Skeptics predicted the high-riding Cubs would flop on the road, but Stan Hack's fast-moving youngsters moved into New York, knocked over the Giants and took a firm grip on second place

Just about the most cheerful band of traveling men in the country this week are the Chicago Cubs, a group of stalwart young athletes prowling through the ball parks of the eastern countryside under the amiable direction of smiling Stanley Hack (left). The Cubs were picked to go no place this year in the National League pennant race, certainly no higher than seventh. The Las Vegas gamblers, as conservative as such businessmen usually are, rated them no better than an 80-to-1 shot to finish on top. But last weekend, toting their trunks out of the Polo Grounds after a rousing series with the world champion New York Giants, the Cubs were a good deal closer to the runaway Brooklyn Dodgers than anybody else in the league.

Despite this the Cubs this season are in the curious position of the boy who cried wolf. Each year, it seems, the Cubs start off the season smartly, winning more games than anyone expects them to and racing past Memorial Day into June looking like a topflight baseball team. "Those Cubs are hot," the cry goes up. To other clubs, fighting for the pennant and worried by any challenge, it always sounds a little like "Wolf!" This year, with the Cubs solidly in second place as the National League pennant race passed Memorial Day, the Cubs are hot again.
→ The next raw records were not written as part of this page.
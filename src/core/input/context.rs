use serde_json::Value;

/// Values already collected during one evaluation, visible to later
/// definitions.
///
/// Frames are ordered innermost first: `get(0)` is the structure currently
/// being built (the partial object for a field, the current items for a list
/// item), `root()` is the outermost. Contexts are never mutated;
/// [`Context::with_parent`] returns a new one.
#[derive(Debug, Clone, Default, PartialEq)]
pub struct Context {
    frames: Vec<Value>,
}

impl Context {
    pub fn new() -> Self {
        Self::default()
    }

    /// Build a context from frames given innermost first.
    pub fn from_frames(frames: Vec<Value>) -> Self {
        Self { frames }
    }

    /// New context with `parent` as the innermost frame.
    pub fn with_parent(&self, parent: Value) -> Self {
        let mut frames = Vec::with_capacity(self.frames.len() + 1);
        frames.push(parent);
        frames.extend(self.frames.iter().cloned());
        Self { frames }
    }

    pub fn parent(&self) -> Option<&Value> {
        self.frames.first()
    }

    pub fn get(&self, depth: usize) -> Option<&Value> {
        self.frames.get(depth)
    }

    pub fn root(&self) -> Option<&Value> {
        self.frames.last()
    }

    /// A field of the innermost frame, if it is an object holding `key`.
    pub fn field(&self, key: &str) -> Option<&Value> {
        self.parent()?.as_object()?.get(key)
    }

    pub fn field_str(&self, key: &str) -> Option<&str> {
        self.field(key)?.as_str()
    }

    pub fn len(&self) -> usize {
        self.frames.len()
    }

    pub fn is_empty(&self) -> bool {
        self.frames.is_empty()
    }

    pub fn iter(&self) -> impl Iterator<Item = &Value> {
        self.frames.iter()
    }
}
use serde::{Deserialize, Serialize};
use std::fs;
use std::path::Path;

use crate::paths;

/// Root configuration structure for item-input.json
#[derive(Debug, Clone, Serialize, Deserialize, Default, PartialEq)]
pub struct ItemInputConfig {
    #[serde(default)]
    pub defaults: Defaults,
}

/// All configurable defaults that can be overridden via item-input.json
#[derive(Debug, Clone, Serialize, Deserialize, PartialEq)]
pub struct Defaults {
    /// Summaries shown in menus are clipped to this many characters.
    #[serde(default = "default_max_item_value_length")]
    pub max_item_value_length: usize,

    #[serde(default = "default_json_indent")]
    pub json_indent: usize,

    /// Answer used by boolean definitions that don't set their own default.
    #[serde(default = "default_boolean_default")]
    pub boolean_default: bool,

    /// Minimum item count for lists that don't set their own.
    #[serde(default = "default_list_min_items")]
    pub list_min_items: usize,
}

impl Default for Defaults {
    fn default() -> Self {
        Self {
            max_item_value_length: default_max_item_value_length(),
            json_indent: default_json_indent(),
            boolean_default: default_boolean_default(),
            list_min_items: default_list_min_items(),
        }
    }
}

fn default_max_item_value_length() -> usize {
    60
}

fn default_json_indent() -> usize {
    4
}

fn default_boolean_default() -> bool {
    true
}

fn default_list_min_items() -> usize {
    1
}

/// Built-in defaults, ignoring any config file.
pub fn builtin_defaults() -> Defaults {
    Defaults::default()
}

// =============================================================================
// Loading functions
// =============================================================================

/// Load defaults, merging file config with built-in defaults.
/// If item-input.json is missing or invalid, silently returns built-in defaults.
pub fn load_defaults() -> Defaults {
    load_config().defaults
}

/// Load the full item-input.json config, falling back to defaults on any error.
pub fn load_config() -> ItemInputConfig {
    match paths::config_json() {
        Ok(path) if path.exists() => load_config_from_path(&path).unwrap_or_else(|err| {
            crate::log_status!("config", "Ignoring {}: {}", path.display(), err);
            ItemInputConfig::default()
        }),
        _ => ItemInputConfig::default(),
    }
}

/// Load config from an explicit file.
pub fn load_config_from_path(path: &Path) -> crate::Result<ItemInputConfig> {
    let content = fs::read_to_string(path).map_err(|e| {
        crate::Error::internal_io(e.to_string(), Some(format!("read {}", path.display())))
    })?;

    let config: ItemInputConfig = serde_json::from_str(&content)
        .map_err(|e| crate::Error::config_invalid_json(path.display().to_string(), e))?;

    Ok(config)
}

/// Check if item-input.json file exists
pub fn config_exists() -> bool {
    paths::config_json().map(|p| p.exists()).unwrap_or(false)
}
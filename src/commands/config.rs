use clap::{Args, Subcommand};
use serde::Serialize;
use std::path::PathBuf;

use item_input::defaults::{self, Defaults, ItemInputConfig};
use item_input::paths;

use super::CmdResult;

#[derive(Args)]
pub struct ConfigArgs {
    #[command(subcommand)]
    command: ConfigCommand,
}

#[derive(Subcommand)]
enum ConfigCommand {
    /// Display configuration (merged defaults + file)
    Show {
        /// Show only built-in defaults (ignore item-input.json)
        #[arg(long, conflicts_with = "file")]
        builtin: bool,

        /// Read this file instead of the configured location; errors are reported
        #[arg(long, value_name = "PATH")]
        file: Option<String>,
    },
    /// Show the path to item-input.json
    Path,
}

#[derive(Debug, Serialize)]
pub struct ConfigOutput {
    command: String,
    #[serde(skip_serializing_if = "Option::is_none")]
    config: Option<ItemInputConfig>,
    #[serde(skip_serializing_if = "Option::is_none")]
    defaults: Option<Defaults>,
    #[serde(skip_serializing_if = "Option::is_none")]
    path: Option<String>,
    #[serde(skip_serializing_if = "Option::is_none")]
    exists: Option<bool>,
}

impl ConfigOutput {
    fn new(command: &str) -> Self {
        Self {
            command: command.to_string(),
            config: None,
            defaults: None,
            path: None,
            exists: None,
        }
    }
}

pub fn run(args: ConfigArgs, _global: &crate::commands::GlobalArgs) -> CmdResult<ConfigOutput> {
    match args.command {
        ConfigCommand::Show { builtin, file } => show(builtin, file.as_deref()),
        ConfigCommand::Path => path(),
    }
}

fn show(builtin: bool, file: Option<&str>) -> CmdResult<ConfigOutput> {
    let mut output = ConfigOutput::new("config.show");
    if builtin {
        output.defaults = Some(defaults::builtin_defaults());
        return Ok((output, 0));
    }

    match file {
        Some(raw) => {
            let path: PathBuf = paths::expand(raw)?;
            output.config = Some(defaults::load_config_from_path(&path)?);
            output.path = Some(path.display().to_string());
        }
        None => output.config = Some(defaults::load_config()),
    }
    Ok((output, 0))
}

fn path() -> CmdResult<ConfigOutput> {
    let path = paths::config_json()?;
    let mut output = ConfigOutput::new("config.path");
    output.exists = Some(defaults::config_exists());
    output.path = Some(path.display().to_string());
    Ok((output, 0))
}

#[cfg(test)]
mod tests {
    use super::*;

    #[test]
    fn show_builtin_lists_defaults_only() {
        let (output, code) = show(true, None).unwrap();
        assert_eq!(code, 0);
        let json = serde_json::to_value(output).unwrap();
        assert_eq!(json["command"], "config.show");
        assert_eq!(json["defaults"]["max_item_value_length"], 60);
        assert!(json.get("config").is_none());
    }

    #[test]
    fn show_file_reads_explicit_path() {
        let dir = tempfile::tempdir().unwrap();
        let path = dir.path().join("item-input.json");
        std::fs::write(&path, r#"{"defaults": {"json_indent": 2}}"#).unwrap();

        let (output, _) = show(false, path.to_str()).unwrap();
        assert_eq!(output.config.unwrap().defaults.json_indent, 2);
    }

    #[test]
    fn show_file_reports_broken_json() {
        let dir = tempfile::tempdir().unwrap();
        let path = dir.path().join("item-input.json");
        std::fs::write(&path, "{ nope").unwrap();

        let err = show(false, path.to_str()).unwrap_err();
        assert_eq!(err.code.as_str(), "config.invalid_json");
    }
}
use serde_json::Value;
use std::fmt;
use std::sync::Arc;

use super::{Context, InputDefinition, PredicateFn, Session};
use crate::defaults::Defaults;
use crate::error::Result;
use crate::prompt::Outcome;

/// Ask `inner` only when `predicate` holds for the current context.
///
/// ```ignore
/// let arn = optional_def(string_def("Lambda ARN"), |ctx| {
///     ctx.field_str("hostingType") == Some("lambda")
/// });
/// ```
pub fn optional_def<F>(inner: impl Into<InputDefinition>, predicate: F) -> OptionalDef
where
    F: Fn(&Context) -> bool + Send + Sync + 'static,
{
    OptionalDef {
        inner: Box::new(inner.into()),
        predicate: Arc::new(predicate),
        initially_active: false,
    }
}

#[derive(Clone)]
pub struct OptionalDef {
    inner: Box<InputDefinition>,
    predicate: PredicateFn,
    initially_active: bool,
}

impl OptionalDef {
    /// Whether a prior value is shown as active when there is no context to
    /// ask the predicate about. Never affects building.
    pub fn initially_active(mut self, active: bool) -> Self {
        self.initially_active = active;
        self
    }

    pub fn inner(&self) -> &InputDefinition {
        &self.inner
    }

    pub fn is_active(&self, ctx: &Context) -> bool {
        (self.predicate)(ctx)
    }

    pub(crate) fn run(
        &self,
        session: &mut Session<'_>,
        prior: Option<&Value>,
        ctx: &Context,
    ) -> Result<Outcome<Value>> {
        if !self.is_active(ctx) {
            return Ok(Outcome::Value(Value::Null));
        }
        self.inner.run(session, prior.filter(|v| !v.is_null()), ctx)
    }

    pub(crate) fn refresh(
        &self,
        session: &mut Session<'_>,
        current: &Value,
        before: &Context,
        after: &Context,
    ) -> Result<Outcome<Value>> {
        match (self.is_active(before), self.is_active(after)) {
            (true, true) => self.inner.refresh(session, current, before, after),
            (false, true) => self.inner.build_from_user_input(session, after),
            (_, false) => Ok(Outcome::Value(Value::Null)),
        }
    }

    pub(crate) fn summarize(
        &self,
        value: &Value,
        ctx: &Context,
        settings: &Defaults,
    ) -> Option<String> {
        let active = if ctx.is_empty() {
            self.initially_active
        } else {
            self.is_active(ctx)
        };
        if !active {
            return None;
        }
        self.inner.summarize(value, ctx, settings)
    }
}

impl fmt::Debug for OptionalDef {
    fn fmt(&self, f: &mut fmt::Formatter<'_>) -> fmt::Result {
        f.debug_struct("OptionalDef")
            .field("inner", &self.inner)
            .field("initially_active", &self.initially_active)
            .finish_non_exhaustive()
    }
}

impl From<OptionalDef> for InputDefinition {
    fn from(def: OptionalDef) -> Self {
        InputDefinition::Optional(def)
    }
}
use serde::Serialize;
use serde_json::Value;

use item_input::defaults::{self, Defaults};
use item_input::input::{self, ReviewOptions};
use item_input::{InputDefinition, Outcome, TerminalPrompter};

pub type CmdResult<T> = item_input::Result<(T, i32)>;

pub(crate) struct GlobalArgs {
    pub non_interactive: bool,
}

impl GlobalArgs {
    pub fn prompter(&self) -> TerminalPrompter {
        if self.non_interactive {
            TerminalPrompter::non_interactive()
        } else {
            TerminalPrompter::new()
        }
    }
}

/// What a form command prints. A cancelled form is a successful run with
/// `{"cancelled": true}` as its data.
#[derive(Debug, Serialize)]
pub struct FormOutput {
    #[serde(skip_serializing_if = "Option::is_none")]
    pub command: Option<String>,
    #[serde(skip_serializing_if = "Option::is_none")]
    pub value: Option<Value>,
    #[serde(skip_serializing_if = "std::ops::Not::not")]
    pub dry_run: bool,
    #[serde(skip_serializing_if = "std::ops::Not::not")]
    pub cancelled: bool,
}

impl FormOutput {
    fn from_outcome(command: &str, outcome: Outcome<Value>, dry_run: bool) -> Self {
        match outcome {
            Outcome::Value(value) => Self {
                command: Some(command.to_string()),
                value: Some(value),
                dry_run,
                cancelled: false,
            },
            Outcome::Cancelled => Self {
                command: None,
                value: None,
                dry_run: false,
                cancelled: true,
            },
        }
    }
}

/// Run `def` through the create or update review flow and wrap the result.
pub(crate) fn run_form(
    command: &str,
    def: &InputDefinition,
    prior: Option<Value>,
    dry_run: bool,
    global: &GlobalArgs,
) -> CmdResult<FormOutput> {
    let settings: Defaults = defaults::load_defaults();
    let mut prompter = global.prompter();
    let options = ReviewOptions {
        dry_run,
        ..ReviewOptions::default()
    };

    let outcome = match prior {
        Some(prior) => input::update_from_user_input(def, &mut prompter, settings, prior, &options)?,
        None => input::create_from_user_input(def, &mut prompter, settings, &options)?,
    };
    Ok((FormOutput::from_outcome(command, outcome, dry_run), 0))
}

// ============================================================================
// Prior values (CLI layer)
// ============================================================================

/// Read a prior value from inline JSON or `@path` (with `~` expansion).
pub(crate) fn read_prior(spec: &str) -> item_input::Result<Value> {
    let raw = match spec.strip_prefix('@') {
        Some(path) => {
            if path.trim().is_empty() {
                return Err(item_input::Error::validation_invalid_argument(
                    "from",
                    "Invalid JSON spec '@' (missing file path)",
                    None,
                    None,
                ));
            }
            let path = item_input::paths::expand(path)?;
            std::fs::read_to_string(&path).map_err(|e| {
                item_input::Error::internal_io(
                    e.to_string(),
                    Some(format!("read {}", path.display())),
                )
            })?
        }
        None => spec.to_string(),
    };

    let value: Value = serde_json::from_str(&raw).map_err(|e| {
        item_input::Error::validation_invalid_json(e, Some("parse prior value".to_string()))
    })?;
    if !value.is_object() {
        return Err(item_input::Error::validation_invalid_argument(
            "from",
            "Prior value must be a JSON object",
            None,
            None,
        ));
    }
    Ok(value)
}

pub mod config;
pub mod oauth_app;
pub mod schema_app;

/// Dispatch a command to its handler and wrap the result for printing.
macro_rules! dispatch {
    ($args:expr, $global:expr, $module:ident) => {
        crate::output::Reply::from_cmd($module::run($args, $global))
    };
}

pub(crate) fn execute(command: crate::Commands, global: &GlobalArgs) -> crate::output::Reply {
    match command {
        crate::Commands::SchemaApp(args) => dispatch!(args, global, schema_app),
        crate::Commands::OauthApp(args) => dispatch!(args, global, oauth_app),
        crate::Commands::Config(args) => dispatch!(args, global, config),
    }
}

#[cfg(test)]
mod tests {
    use super::*;

    #[test]
    fn cancelled_output_is_just_the_flag() {
        let output = FormOutput::from_outcome("schema-app", Outcome::Cancelled, true);
        assert_eq!(
            serde_json::to_value(output).unwrap(),
            serde_json::json!({"cancelled": true})
        );
    }

    #[test]
    fn read_prior_inline_and_file() {
        let value = read_prior(r#"{"displayName": "Demo"}"#).unwrap();
        assert_eq!(value["displayName"], "Demo");

        let dir = tempfile::tempdir().unwrap();
        let path = dir.path().join("prior.json");
        std::fs::write(&path, r#"{"hostingType": "lambda"}"#).unwrap();
        let value = read_prior(&format!("@{}", path.display())).unwrap();
        assert_eq!(value["hostingType"], "lambda");

        assert!(read_prior("[1, 2]").is_err());
        assert!(read_prior("@").is_err());
    }
}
But for years now, despite the warnings, there has never been a wolf. As one report from cynical Chicago puts it: "For the Cubs, June rhymes with swoon." Each season, just as the other teams begin to take notice of them, the Cubs have faded and died. They make threatening gestures toward the first division before Memorial Day only to stumble in June and quietly plummet, like lead in a shot tower, deep into the second division. Last season, for example, the Cubs were only 4½ games out of first place on Memorial Day. At the end of June they were 21½ games out. At the end of the season they were 33 games out. They have finished higher than seventh only once in the last seven years. They have not finished in the first division since 1946.

So it is little wonder that last week when June rolled around with the Cubs in second place, they were looked upon with a certain amount of reserve, if not suspicion.

No one dared to come right out and call the Cubs terrific, a real first-division team. They'd been fooled too many times before.

But neither did anyone want to say that the Cubs were nothing, that this was their annual spring efflorescence and that they were about to fold up on schedule. For, truth to tell, the Cubs looked pretty good.

As they invaded the East to open a June road trip in Philadelphia, they had won 15 of 18 games. They had had no long winning streak but a series of short ones, the mark of a good, steady team. They won four, lost one, won four again, lost another, won three, lost one, won four. They won games with brilliant pitching (Sam Jones had a no-hitter, Warren Hacker a one-hitter), superb fielding and timely, if sparse, hitting. The Cubs have the worst batting average in the league but they have hit more home runs than any team except the rampaging Dodgers. More than that, they have won games dramatically, melodramatically, outrageously.

The lead in the melodrama has been played by a lean young man named Bob Speake, who hit all of .264 for Des Moines last year and who had been to bat only eight times for the Cubs prior to May 2. Then veteran Outfielder Hank Sauer ate tainted shrimp and became ill with food poisoning. Speake, a first baseman by trade, was pressed into service as an outfielder and promptly caught fire. He hit a three-run triple against the Giants, a two-run homer to beat the Reds, a two-run homer to beat the Phils, a tenth-inning two-run homer to beat the Braves. He hit a home run to beat the Cardinals 1-0 in the first game of a double-header on May 25 and a run-producing double that provided the margin of victory in the second game. He hit a two-run homer in a 3-0 game against the Cards the next day. On Memorial Day he hit a two-run home run and batted in four runs as the Cubs beat the Cardinals 9-5 in the first game and won the second game with a home run in the eleventh inning. It was a very merry month of May for young Mr. Speake.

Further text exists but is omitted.